Sapp took time to interact with fans at the event. (Ryan Nunez)
Sapp took time to interact with fans at the event. (Ryan Nunez)

Warren Sapp was honored with the Gravity Summit’s “Excellence in Social Media-Sports” award at UCLA on Wednesday. 

According to Beverly Macy, CEO of Gravity Summit, the summit and its awards “are designed to highlight innovators in this important new communications platform.”

While Shaquille O’Neal was the true sports industry innovator in using Twitter to directly connect with fans, Sapp is following in Shaq’s footsteps as a user who believes that the connection between fan and player is of paramount importance.

“I feel it’s my duty to go back and forth with the people about whatever they want to know,” Sapp said. “I always think that if I had a chance to type to (Super Bowl champion) Tony Hill, number 80, Dallas Cowboys, and tell him what I was thinking and he typed back to me? I’d have been the happiest kid on God’s green earth.”

Even though Sapp, who's Twitter handle is the ever applicable @QBKILLA, is now receiving awards for his achievements in social media, he definitely was not an early adopter. Sapp’s tech savvy was slow to develop and possibly never would’ve gotten off the ground if it wasn’t for a colleague.

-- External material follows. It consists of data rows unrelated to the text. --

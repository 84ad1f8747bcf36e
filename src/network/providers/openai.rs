// * OpenAI-style chat completion provider

use crate::config::constants::{OPENAI_TIMEOUT_SECS, PROVIDER_OPENAI};
use crate::config::ProviderConfig;
use crate::network::client::{endpoint, HttpTransport};
use crate::network::errors::ProviderError;
use crate::network::provider::{
    finish_call, AiProvider, GenerationOptions, GenerationResponse, TokenUsage,
};
use crate::network::usage::UsageTracker;
use async_trait::async_trait;
use serde::{Deserialize, Serialize};
use std::sync::Arc;
use std::time::Duration;

const DEFAULT_BASE_URL: &str = "https://api.openai.com/v1/";
const DEFAULT_MODEL: &str = "gpt-4o-mini";
const API_KEY_ENV: &str = "OPENAI_API_KEY";
const COMPLETIONS_PATH: &str = "chat/completions";

#[derive(Debug, Serialize)]
struct ChatMessage<'a> {
    role: &'a str,
    content: &'a str,
}

#[derive(Debug, Serialize)]
struct ChatRequest<'a> {
    model: &'a str,
    messages: Vec<ChatMessage<'a>>,
    #[serde(skip_serializing_if = "Option::is_none")]
    temperature: Option<f32>,
    #[serde(skip_serializing_if = "Option::is_none")]
    max_tokens: Option<u32>,
}

#[derive(Debug, Deserialize)]
pub(crate) struct ChatResponse {
    #[serde(default)]
    choices: Vec<ChatChoice>,
    #[serde(default)]
    usage: Option<ChatUsage>,
    #[serde(default)]
    model: Option<String>,
}

#[derive(Debug, Deserialize)]
struct ChatChoice {
    message: ChoiceMessage,
}

#[derive(Debug, Deserialize)]
struct ChoiceMessage {
    #[serde(default)]
    content: Option<String>,
}

#[derive(Debug, Deserialize)]
struct ChatUsage {
    #[serde(default)]
    prompt_tokens: u32,
    #[serde(default)]
    completion_tokens: u32,
}

pub struct OpenAiProvider {
    transport: HttpTransport,
    api_key: Option<String>,
    base_url: String,
    model: String,
    usage_tracker: Option<Arc<UsageTracker>>,
}

impl OpenAiProvider {
    /// Creates a provider against the public API with the default model
    pub fn new(api_key: Option<String>) -> Result<Self, ProviderError> {
        Ok(Self {
            transport: HttpTransport::new(Duration::from_secs(OPENAI_TIMEOUT_SECS))?,
            api_key,
            base_url: DEFAULT_BASE_URL.to_string(),
            model: DEFAULT_MODEL.to_string(),
            usage_tracker: None,
        })
    }

    /// Creates a provider from its `[providers.openai]` section
    pub fn from_config(config: &ProviderConfig) -> Result<Self, ProviderError> {
        let timeout = config.timeout_secs.unwrap_or(OPENAI_TIMEOUT_SECS);
        Ok(Self {
            transport: HttpTransport::new(Duration::from_secs(timeout))?,
            api_key: config.resolve_api_key(API_KEY_ENV),
            base_url: config
                .base_url
                .clone()
                .unwrap_or_else(|| DEFAULT_BASE_URL.to_string()),
            model: config.model.clone().unwrap_or_else(|| DEFAULT_MODEL.to_string()),
            usage_tracker: None,
        })
    }

    pub fn with_usage_tracker(mut self, tracker: Arc<UsageTracker>) -> Self {
        self.usage_tracker = Some(tracker);
        self
    }

    async fn call(
        &self,
        prompt: &str,
        options: &GenerationOptions,
    ) -> Result<GenerationResponse, ProviderError> {
        let api_key = self
            .api_key
            .as_deref()
            .ok_or_else(|| ProviderError::NotConfigured(PROVIDER_OPENAI.to_string()))?;

        let model = options.model.as_deref().unwrap_or(&self.model);
        let mut messages = Vec::with_capacity(2);
        if let Some(system) = options.system_message.as_deref() {
            messages.push(ChatMessage {
                role: "system",
                content: system,
            });
        }
        messages.push(ChatMessage {
            role: "user",
            content: prompt,
        });

        let request = ChatRequest {
            model,
            messages,
            temperature: options.temperature,
            max_tokens: options.max_tokens,
        };

        let url = endpoint(&self.base_url, COMPLETIONS_PATH)?;
        let headers = [("authorization", format!("Bearer {}", api_key))];
        let response: ChatResponse = self.transport.post_json(url, &headers, &request).await?;

        parse_chat_response(response, model)
    }
}

/// Extracts the first choice; an empty choice list or blank content is invalid
pub(crate) fn parse_chat_response(
    response: ChatResponse,
    requested_model: &str,
) -> Result<GenerationResponse, ProviderError> {
    let content = response
        .choices
        .into_iter()
        .next()
        .and_then(|c| c.message.content)
        .filter(|c| !c.trim().is_empty())
        .ok_or_else(|| {
            ProviderError::InvalidResponse("completion contained no message content".to_string())
        })?;

    let usage = response
        .usage
        .map(|u| TokenUsage::new(u.prompt_tokens, u.completion_tokens))
        .unwrap_or_default();

    Ok(GenerationResponse {
        content,
        usage,
        model: response.model.unwrap_or_else(|| requested_model.to_string()),
    })
}

#[async_trait]
impl AiProvider for OpenAiProvider {
    fn id(&self) -> &str {
        PROVIDER_OPENAI
    }

    fn default_model(&self) -> &str {
        &self.model
    }

    fn is_configured(&self) -> bool {
        self.api_key.is_some()
    }

    async fn generate(
        &self,
        prompt: &str,
        options: &GenerationOptions,
    ) -> Result<GenerationResponse, ProviderError> {
        let result = self.call(prompt, options).await;
        finish_call(PROVIDER_OPENAI, self.usage_tracker.as_ref(), result).await
    }
}
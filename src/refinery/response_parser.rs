// * Turns raw provider text into fields: strict JSON first, heuristics second

use crate::refinery::markup::strip_markup;
use regex::Regex;
use serde_json::{Map, Value};
use std::sync::LazyLock;

static PATTERN_FENCED_JSON: LazyLock<Regex> = LazyLock::new(|| {
    Regex::new(r"(?s)```(?:json|JSON)?\s*(\{.*?\})\s*```").expect("Invalid fenced JSON regex")
});

static PATTERN_BULLET: LazyLock<Regex> = LazyLock::new(|| {
    Regex::new(r"^\s*(?:[-*+\u{2022}]|\d+[.)])\s+(.+)$").expect("Invalid bullet regex")
});

static PATTERN_LABELED: LazyLock<Regex> = LazyLock::new(|| {
    Regex::new(r"^\s*\**([A-Za-z][A-Za-z _-]{1,30}?)\**\s*:\s*(.+)$").expect("Invalid label regex")
});

/// Extracts a JSON object from a fenced block or the outermost braces
pub fn extract_json_object(raw: &str) -> Option<Map<String, Value>> {
    if let Some(caps) = PATTERN_FENCED_JSON.captures(raw) {
        if let Some(map) = caps.get(1).and_then(|m| parse_object(m.as_str())) {
            return Some(map);
        }
    }

    let start = raw.find('{')?;
    let end = raw.rfind('}')?;
    if end <= start {
        return None;
    }
    parse_object(&raw[start..=end])
}

fn parse_object(candidate: &str) -> Option<Map<String, Value>> {
    match serde_json::from_str::<Value>(candidate) {
        Ok(Value::Object(map)) => Some(map),
        _ => None,
    }
}

/// First non-empty string among `keys`
pub fn str_field(map: &Map<String, Value>, keys: &[&str]) -> Option<String> {
    keys.iter().find_map(|key| match map.get(*key) {
        Some(Value::String(s)) if !s.trim().is_empty() => Some(s.clone()),
        Some(Value::Number(n)) => Some(n.to_string()),
        _ => None,
    })
}

/// String list from an array, or from a comma-separated string
pub fn list_field(map: &Map<String, Value>, key: &str) -> Vec<String> {
    match map.get(key) {
        Some(Value::Array(items)) => items
            .iter()
            .filter_map(|item| match item {
                Value::String(s) => Some(s.clone()),
                Value::Number(n) => Some(n.to_string()),
                _ => None,
            })
            .collect(),
        Some(Value::String(s)) => s
            .split(',')
            .map(|part| part.trim().to_string())
            .filter(|part| !part.is_empty())
            .collect(),
        _ => Vec::new(),
    }
}

/// Non-negative integer from a number or a string like `"5 min"`
pub fn u32_field(map: &Map<String, Value>, key: &str) -> Option<u32> {
    match map.get(key)? {
        Value::Number(n) => n.as_u64().map(|v| v.min(u32::MAX as u64) as u32),
        Value::String(s) => s
            .split(|c: char| !c.is_ascii_digit())
            .find(|part| !part.is_empty())
            .and_then(|digits| digits.parse().ok()),
        _ => None,
    }
}

/// Bullet or numbered list items
pub fn extract_bullets(raw: &str) -> Vec<String> {
    raw.lines()
        .filter_map(|line| PATTERN_BULLET.captures(line))
        .filter_map(|caps| caps.get(1).map(|m| strip_markup(m.as_str())))
        .filter(|item| !item.is_empty())
        .collect()
}

/// Value of the first `Label: value` line whose label matches (case-insensitive)
pub fn extract_labeled_field(raw: &str, labels: &[&str]) -> Option<String> {
    raw.lines().find_map(|line| {
        let caps = PATTERN_LABELED.captures(line)?;
        let label = caps.get(1)?.as_str().trim().to_lowercase().replace(['_', '-'], " ");
        let wanted = labels
            .iter()
            .any(|l| l.to_lowercase().replace(['_', '-'], " ") == label);
        if wanted {
            caps.get(2)
                .map(|m| strip_markup(m.as_str()))
                .filter(|v| !v.is_empty())
        } else {
            None
        }
    })
}

/// Paragraphs that are neither list items nor labeled fields
pub fn prose_paragraphs(raw: &str) -> Vec<String> {
    raw.split("\n\n")
        .filter(|block| {
            let mut lines = block.lines().filter(|l| !l.trim().is_empty());
            match lines.next() {
                Some(first) => {
                    !PATTERN_BULLET.is_match(first) && !PATTERN_LABELED.is_match(first)
                }
                None => false,
            }
        })
        .map(strip_markup)
        .map(|p| p.replace('\n', " ").trim().to_string())
        .filter(|p| !p.is_empty())
        .collect()
}

#[cfg(test)]
mod tests {
    use super::*;

    #[test]
    fn test_extract_fenced_json() {
        let raw = "Here you go:\n```json\n{\"title\": \"Guide\", \"tags\": [\"a\"]}\n```\nThanks";
        let map = extract_json_object(raw).unwrap();
        assert_eq!(str_field(&map, &["title"]).as_deref(), Some("Guide"));
        assert_eq!(list_field(&map, "tags"), vec!["a"]);
    }

    #[test]
    fn test_extract_bare_json() {
        let map = extract_json_object("noise {\"headline\": \"Hi\"} trailing").unwrap();
        assert_eq!(str_field(&map, &["headline"]).as_deref(), Some("Hi"));
    }

    #[test]
    fn test_extract_json_rejects_non_object() {
        assert!(extract_json_object("no braces here").is_none());
        assert!(extract_json_object("{not json}").is_none());
    }

    #[test]
    fn test_str_field_alias_order() {
        let map = extract_json_object(r#"{"button": "", "button_text": "Go"}"#).unwrap();
        assert_eq!(str_field(&map, &["button", "button_text"]).as_deref(), Some("Go"));
    }

    #[test]
    fn test_list_field_from_csv() {
        let map = extract_json_object(r#"{"tags": "tile, grout ,  "}"#).unwrap();
        assert_eq!(list_field(&map, "tags"), vec!["tile", "grout"]);
    }

    #[test]
    fn test_u32_field_from_string() {
        let map = extract_json_object(r#"{"reading_time": "7 minutes", "n": 3}"#).unwrap();
        assert_eq!(u32_field(&map, "reading_time"), Some(7));
        assert_eq!(u32_field(&map, "n"), Some(3));
        assert_eq!(u32_field(&map, "missing"), None);
    }

    #[test]
    fn test_extract_bullets() {
        let bullets = extract_bullets("Intro\n- one\n* **two**\n3. three\nnot a bullet");
        assert_eq!(bullets, vec!["one", "two", "three"]);
    }

    #[test]
    fn test_extract_labeled_field() {
        let raw = "Headline: Big Savings\nButton text: Shop now";
        assert_eq!(
            extract_labeled_field(raw, &["headline"]).as_deref(),
            Some("Big Savings")
        );
        assert_eq!(
            extract_labeled_field(raw, &["button_text"]).as_deref(),
            Some("Shop now")
        );
        assert!(extract_labeled_field(raw, &["summary"]).is_none());
    }

    #[test]
    fn test_prose_paragraphs_skip_lists() {
        let raw = "Title line\n\n- a\n- b\n\nSummary: x\n\nReal prose here.";
        assert_eq!(prose_paragraphs(raw), vec!["Title line", "Real prose here."]);
    }
}
// * Telemetry - JSON Logging and Prometheus Metrics
// * Structured logging setup plus the counters/histograms the generation pipeline feeds

use lazy_static::lazy_static;
use prometheus::{
    register_counter_vec, register_histogram_vec, CounterVec, Encoder, HistogramVec,
    TextEncoder,
};
use tracing_subscriber::{fmt, layer::SubscriberExt, util::SubscriberInitExt, EnvFilter};

// * Generation latency buckets (seconds); provider calls dominate and run up to a minute
const GENERATION_BUCKETS: &[f64] = &[0.01, 0.05, 0.1, 0.25, 0.5, 1.0, 2.5, 5.0, 10.0, 30.0, 60.0];

lazy_static! {
    // * Component generations by type and outcome (success | fallback | cache_hit)
    pub static ref COMPONENTS_GENERATED_TOTAL: CounterVec = register_counter_vec!(
        "pagecraft_components_generated_total",
        "Component generations by component type and outcome",
        &["component_type", "outcome"]
    ).unwrap();

    // * Component generation duration
    pub static ref GENERATION_DURATION_SECONDS: HistogramVec = register_histogram_vec!(
        "pagecraft_generation_duration_seconds",
        "Component generation duration in seconds",
        &["component_type"],
        GENERATION_BUCKETS.to_vec()
    ).unwrap();

    // * Provider calls by provider and status
    pub static ref PROVIDER_REQUESTS_TOTAL: CounterVec = register_counter_vec!(
        "pagecraft_provider_requests_total",
        "AI provider requests by provider and status",
        &["provider", "status"]
    ).unwrap();

    // * Tokens consumed per provider
    pub static ref PROVIDER_TOKENS_TOTAL: CounterVec = register_counter_vec!(
        "pagecraft_provider_tokens_total",
        "Total tokens reported by AI providers",
        &["provider"]
    ).unwrap();

    // * Pages assembled by template
    pub static ref PAGES_GENERATED_TOTAL: CounterVec = register_counter_vec!(
        "pagecraft_pages_generated_total",
        "Pages generated by template",
        &["template"]
    ).unwrap();

    // * Page generation duration
    pub static ref PAGE_DURATION_SECONDS: HistogramVec = register_histogram_vec!(
        "pagecraft_page_duration_seconds",
        "End-to-end page generation duration in seconds",
        &["template"],
        GENERATION_BUCKETS.to_vec()
    ).unwrap();

    // * Cache lookups by result (hit | miss | error)
    pub static ref CACHE_LOOKUPS_TOTAL: CounterVec = register_counter_vec!(
        "pagecraft_cache_lookups_total",
        "Component cache lookups by result",
        &["result"]
    ).unwrap();
}

/// Initializes the tracing subscriber with JSON formatting
///
/// Safe to call more than once; later calls are ignored.
///
/// # Example
/// ```ignore
/// use pagecraft::ops::telemetry;
///
/// telemetry::init_tracing();
/// tracing::info!(query = "remodeling a bathroom", "Generating page");
/// ```
pub fn init_tracing() {
    init_tracing_with_level("info");
}

/// Initializes tracing with custom log level
pub fn init_tracing_with_level(level: &str) {
    let env_filter = EnvFilter::try_from_default_env()
        .unwrap_or_else(|_| EnvFilter::new(level));

    let _ = tracing_subscriber::registry()
        .with(env_filter)
        .with(fmt::layer().json().with_writer(std::io::stderr))
        .try_init();
}

/// Initializes tracing with pretty formatting (for development)
pub fn init_tracing_pretty() {
    let env_filter = EnvFilter::try_from_default_env()
        .unwrap_or_else(|_| EnvFilter::new("debug"));

    let _ = tracing_subscriber::registry()
        .with(env_filter)
        .with(fmt::layer().pretty().with_writer(std::io::stderr))
        .try_init();
}

/// Returns the current metrics in the Prometheus text exposition format
pub fn get_metrics_string() -> String {
    let encoder = TextEncoder::new();
    let metric_families = prometheus::gather();
    let mut buffer = Vec::new();
    if let Err(e) = encoder.encode(&metric_families, &mut buffer) {
        tracing::warn!(error = %e, "Failed to encode metrics");
        return String::new();
    }
    String::from_utf8(buffer).unwrap_or_default()
}

/// Records the outcome of one component generation
pub fn record_component_outcome(component_type: &str, outcome: &str) {
    COMPONENTS_GENERATED_TOTAL
        .with_label_values(&[component_type, outcome])
        .inc();
}

/// Records component generation duration
pub fn record_generation_duration(component_type: &str, seconds: f64) {
    GENERATION_DURATION_SECONDS
        .with_label_values(&[component_type])
        .observe(seconds);
}

/// Records a provider call by status (`success` or a `ProviderError` kind)
pub fn record_provider_request(provider: &str, status: &str) {
    PROVIDER_REQUESTS_TOTAL
        .with_label_values(&[provider, status])
        .inc();
}

/// Records tokens consumed by a provider
pub fn record_provider_tokens(provider: &str, tokens: u64) {
    PROVIDER_TOKENS_TOTAL
        .with_label_values(&[provider])
        .inc_by(tokens as f64);
}

/// Records a completed page
pub fn record_page_generated(template: &str, seconds: f64) {
    PAGES_GENERATED_TOTAL.with_label_values(&[template]).inc();
    PAGE_DURATION_SECONDS
        .with_label_values(&[template])
        .observe(seconds);
}

/// Records a cache lookup
pub fn record_cache_lookup(result: &str) {
    CACHE_LOOKUPS_TOTAL.with_label_values(&[result]).inc();
}

#[cfg(test)]
mod tests {
    use super::*;

    #[test]
    fn test_record_component_outcome() {
        let before = COMPONENTS_GENERATED_TOTAL
            .with_label_values(&["hero", "telemetry_test"])
            .get();
        record_component_outcome("hero", "telemetry_test");
        let after = COMPONENTS_GENERATED_TOTAL
            .with_label_values(&["hero", "telemetry_test"])
            .get();
        assert!(after >= before + 1.0);
    }

    #[test]
    fn test_record_provider_tokens() {
        record_provider_tokens("telemetry_test", 120);
        let value = PROVIDER_TOKENS_TOTAL
            .with_label_values(&["telemetry_test"])
            .get();
        assert!(value >= 120.0);
    }

    #[test]
    fn test_record_durations() {
        record_generation_duration("article", 1.5);
        record_page_generated("basic", 0.2);
        // * Histograms should be updated
    }

    #[test]
    fn test_get_metrics_string() {
        record_cache_lookup("miss");
        let metrics = get_metrics_string();
        assert!(metrics.contains("pagecraft_cache_lookups_total"));
    }

    #[test]
    fn test_init_tracing_twice_does_not_panic() {
        init_tracing();
        init_tracing_pretty();
    }
}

“I’m a caveman,” Sapp admitted to the audience on hand. “When they started texting (in the 90’s) I was like, ‘What?’ Just call me and leave me a message like everyone else. I have to thank (former ESPN personality and first on-air talent at NFL Network) Rich Eisen. He’s the reason I’m at three quarters of a million followers.”

Sapp said that Eisen persuaded him to participate by telling him that Twitter could be a direct connection to the people and that the connection should be personal and direct.

“Put a picture up there. It’s personal and it must be you,” Eisen told Sapp. He walked Sapp through step by step and showed him the difference between his wall of comments from people he follows and his @connections, where fans were talking straight to him. “When I discovered that,” Sapp said, “I didn’t go back to my regular timeline for two weeks.”

Sapp has come a long way from his (soon to be hall of fame) playing days. When he retired, “They didn’t have these (media preparation) bootcamps that they have for the players now. You were on your own,” Sapp said. Sapp still remembers his first on-air mistake that almost ended his media career before it started. 

It was a live broadcast of Thursday Night Football and the NFL Network ran an in-game ad for Kentucky Fried Chicken. Sapp’s mic was still on and he could be heard in the background saying, “That ain’t real chicken.”  Sapp believes that if Marshall Faulk hadn’t chimed in as well, his career would’ve certainly been over.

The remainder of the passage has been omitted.